### Required action
Copy each line of the records that holds the string "FactStore".

= Beginning of Section =

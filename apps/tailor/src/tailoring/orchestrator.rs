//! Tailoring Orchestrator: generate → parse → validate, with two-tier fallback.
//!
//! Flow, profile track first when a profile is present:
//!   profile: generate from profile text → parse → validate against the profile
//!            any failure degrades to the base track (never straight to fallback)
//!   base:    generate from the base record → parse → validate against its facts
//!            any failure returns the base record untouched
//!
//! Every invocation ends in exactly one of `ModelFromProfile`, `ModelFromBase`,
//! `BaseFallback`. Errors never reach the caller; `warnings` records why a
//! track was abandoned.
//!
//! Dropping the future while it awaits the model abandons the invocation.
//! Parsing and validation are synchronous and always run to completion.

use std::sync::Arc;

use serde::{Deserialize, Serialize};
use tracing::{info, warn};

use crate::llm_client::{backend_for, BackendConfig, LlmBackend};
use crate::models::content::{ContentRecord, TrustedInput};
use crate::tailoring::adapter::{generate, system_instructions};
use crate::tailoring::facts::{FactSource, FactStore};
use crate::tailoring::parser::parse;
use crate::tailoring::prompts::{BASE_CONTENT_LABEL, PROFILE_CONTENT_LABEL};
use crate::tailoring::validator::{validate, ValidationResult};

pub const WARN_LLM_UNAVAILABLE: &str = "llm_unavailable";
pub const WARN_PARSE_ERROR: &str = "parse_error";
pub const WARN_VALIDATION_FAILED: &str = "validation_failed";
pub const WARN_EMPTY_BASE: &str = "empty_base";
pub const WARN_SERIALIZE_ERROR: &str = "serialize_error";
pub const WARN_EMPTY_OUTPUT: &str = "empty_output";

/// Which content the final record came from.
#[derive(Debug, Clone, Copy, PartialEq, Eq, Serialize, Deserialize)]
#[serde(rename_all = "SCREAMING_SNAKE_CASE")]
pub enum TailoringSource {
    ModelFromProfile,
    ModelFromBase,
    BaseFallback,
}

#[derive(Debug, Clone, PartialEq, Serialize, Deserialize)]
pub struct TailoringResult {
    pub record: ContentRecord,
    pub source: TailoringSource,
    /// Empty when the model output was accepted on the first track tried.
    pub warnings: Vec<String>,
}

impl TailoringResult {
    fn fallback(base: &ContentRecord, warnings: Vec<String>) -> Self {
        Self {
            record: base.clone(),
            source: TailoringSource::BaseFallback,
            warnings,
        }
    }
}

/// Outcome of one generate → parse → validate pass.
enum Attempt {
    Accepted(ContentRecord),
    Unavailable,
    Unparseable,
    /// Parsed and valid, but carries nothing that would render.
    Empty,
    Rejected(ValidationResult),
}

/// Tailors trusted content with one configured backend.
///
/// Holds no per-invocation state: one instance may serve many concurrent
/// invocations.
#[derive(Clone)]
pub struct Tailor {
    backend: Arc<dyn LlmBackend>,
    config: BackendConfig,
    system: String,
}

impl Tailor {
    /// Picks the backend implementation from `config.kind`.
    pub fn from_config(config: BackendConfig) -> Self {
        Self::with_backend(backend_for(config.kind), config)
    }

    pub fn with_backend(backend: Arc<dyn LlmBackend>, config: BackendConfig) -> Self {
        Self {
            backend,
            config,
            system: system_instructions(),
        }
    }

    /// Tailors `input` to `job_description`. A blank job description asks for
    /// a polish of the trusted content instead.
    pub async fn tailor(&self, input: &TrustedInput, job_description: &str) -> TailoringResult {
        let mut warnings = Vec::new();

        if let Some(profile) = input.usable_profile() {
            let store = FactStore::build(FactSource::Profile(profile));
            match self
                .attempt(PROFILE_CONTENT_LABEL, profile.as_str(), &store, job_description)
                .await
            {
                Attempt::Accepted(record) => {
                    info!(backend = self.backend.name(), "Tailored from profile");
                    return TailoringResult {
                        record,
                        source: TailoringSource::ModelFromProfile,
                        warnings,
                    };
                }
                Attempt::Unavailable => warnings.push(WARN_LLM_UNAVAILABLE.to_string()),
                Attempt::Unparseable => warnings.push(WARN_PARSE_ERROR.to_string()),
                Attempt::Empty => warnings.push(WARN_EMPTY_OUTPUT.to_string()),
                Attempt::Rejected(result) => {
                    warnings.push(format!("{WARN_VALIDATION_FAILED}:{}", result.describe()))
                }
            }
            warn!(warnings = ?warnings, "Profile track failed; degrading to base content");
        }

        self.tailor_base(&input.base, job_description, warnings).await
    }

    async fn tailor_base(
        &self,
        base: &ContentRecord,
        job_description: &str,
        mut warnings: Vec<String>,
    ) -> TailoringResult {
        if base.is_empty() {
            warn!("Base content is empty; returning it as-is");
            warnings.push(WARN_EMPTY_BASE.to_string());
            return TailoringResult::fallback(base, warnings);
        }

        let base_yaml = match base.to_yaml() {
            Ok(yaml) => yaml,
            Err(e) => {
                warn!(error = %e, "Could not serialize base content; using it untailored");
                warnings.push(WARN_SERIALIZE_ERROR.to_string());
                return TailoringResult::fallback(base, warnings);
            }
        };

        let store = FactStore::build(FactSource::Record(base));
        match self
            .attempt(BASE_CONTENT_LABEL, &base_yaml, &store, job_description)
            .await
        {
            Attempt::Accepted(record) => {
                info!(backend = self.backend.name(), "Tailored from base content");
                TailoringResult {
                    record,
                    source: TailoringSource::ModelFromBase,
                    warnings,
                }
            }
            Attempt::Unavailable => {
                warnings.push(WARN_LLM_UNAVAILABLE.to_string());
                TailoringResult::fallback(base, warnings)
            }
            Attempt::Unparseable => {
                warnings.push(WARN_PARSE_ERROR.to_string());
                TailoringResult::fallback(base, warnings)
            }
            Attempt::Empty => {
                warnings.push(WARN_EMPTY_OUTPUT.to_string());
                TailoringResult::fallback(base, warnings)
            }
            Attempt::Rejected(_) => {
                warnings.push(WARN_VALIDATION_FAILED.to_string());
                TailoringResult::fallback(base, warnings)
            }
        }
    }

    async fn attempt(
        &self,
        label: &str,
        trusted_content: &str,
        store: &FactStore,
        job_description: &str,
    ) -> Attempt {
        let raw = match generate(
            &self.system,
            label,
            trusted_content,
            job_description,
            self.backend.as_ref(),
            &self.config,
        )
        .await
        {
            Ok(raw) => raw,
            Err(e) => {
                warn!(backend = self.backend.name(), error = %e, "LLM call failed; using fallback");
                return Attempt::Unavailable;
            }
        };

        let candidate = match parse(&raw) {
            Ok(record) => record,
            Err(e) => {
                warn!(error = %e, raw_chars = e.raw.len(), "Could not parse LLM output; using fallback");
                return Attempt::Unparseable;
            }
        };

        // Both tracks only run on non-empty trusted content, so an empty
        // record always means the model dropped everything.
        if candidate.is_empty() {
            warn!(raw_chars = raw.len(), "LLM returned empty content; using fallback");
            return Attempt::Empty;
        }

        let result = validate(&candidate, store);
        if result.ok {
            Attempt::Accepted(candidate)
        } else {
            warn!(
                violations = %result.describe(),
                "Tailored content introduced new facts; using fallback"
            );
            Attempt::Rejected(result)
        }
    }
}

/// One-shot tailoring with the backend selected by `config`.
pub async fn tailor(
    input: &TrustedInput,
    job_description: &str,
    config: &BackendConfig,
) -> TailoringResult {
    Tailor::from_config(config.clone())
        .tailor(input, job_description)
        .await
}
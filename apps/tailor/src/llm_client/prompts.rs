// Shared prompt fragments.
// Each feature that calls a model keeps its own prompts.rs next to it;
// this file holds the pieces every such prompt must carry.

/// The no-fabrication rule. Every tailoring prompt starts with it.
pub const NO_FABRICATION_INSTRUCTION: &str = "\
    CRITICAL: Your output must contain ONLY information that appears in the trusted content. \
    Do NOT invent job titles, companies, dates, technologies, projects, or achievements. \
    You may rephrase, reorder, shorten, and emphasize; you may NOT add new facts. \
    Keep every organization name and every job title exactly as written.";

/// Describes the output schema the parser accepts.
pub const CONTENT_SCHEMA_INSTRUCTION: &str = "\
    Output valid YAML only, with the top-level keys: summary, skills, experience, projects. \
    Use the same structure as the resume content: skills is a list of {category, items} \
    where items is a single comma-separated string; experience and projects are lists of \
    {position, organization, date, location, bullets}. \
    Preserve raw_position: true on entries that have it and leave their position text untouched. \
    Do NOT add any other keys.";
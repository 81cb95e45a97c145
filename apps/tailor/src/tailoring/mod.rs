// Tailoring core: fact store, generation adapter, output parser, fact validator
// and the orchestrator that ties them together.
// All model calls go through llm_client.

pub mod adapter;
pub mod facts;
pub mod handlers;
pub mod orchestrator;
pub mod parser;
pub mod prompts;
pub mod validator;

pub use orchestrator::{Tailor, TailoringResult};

= End of Section =

### Written response
use crate::tailoring::facts::{FactSource, FactStore};
            let store = FactStore::build(FactSource::Profile(profile));
        let store = FactStore::build(FactSource::Record(base));
        store: &FactStore,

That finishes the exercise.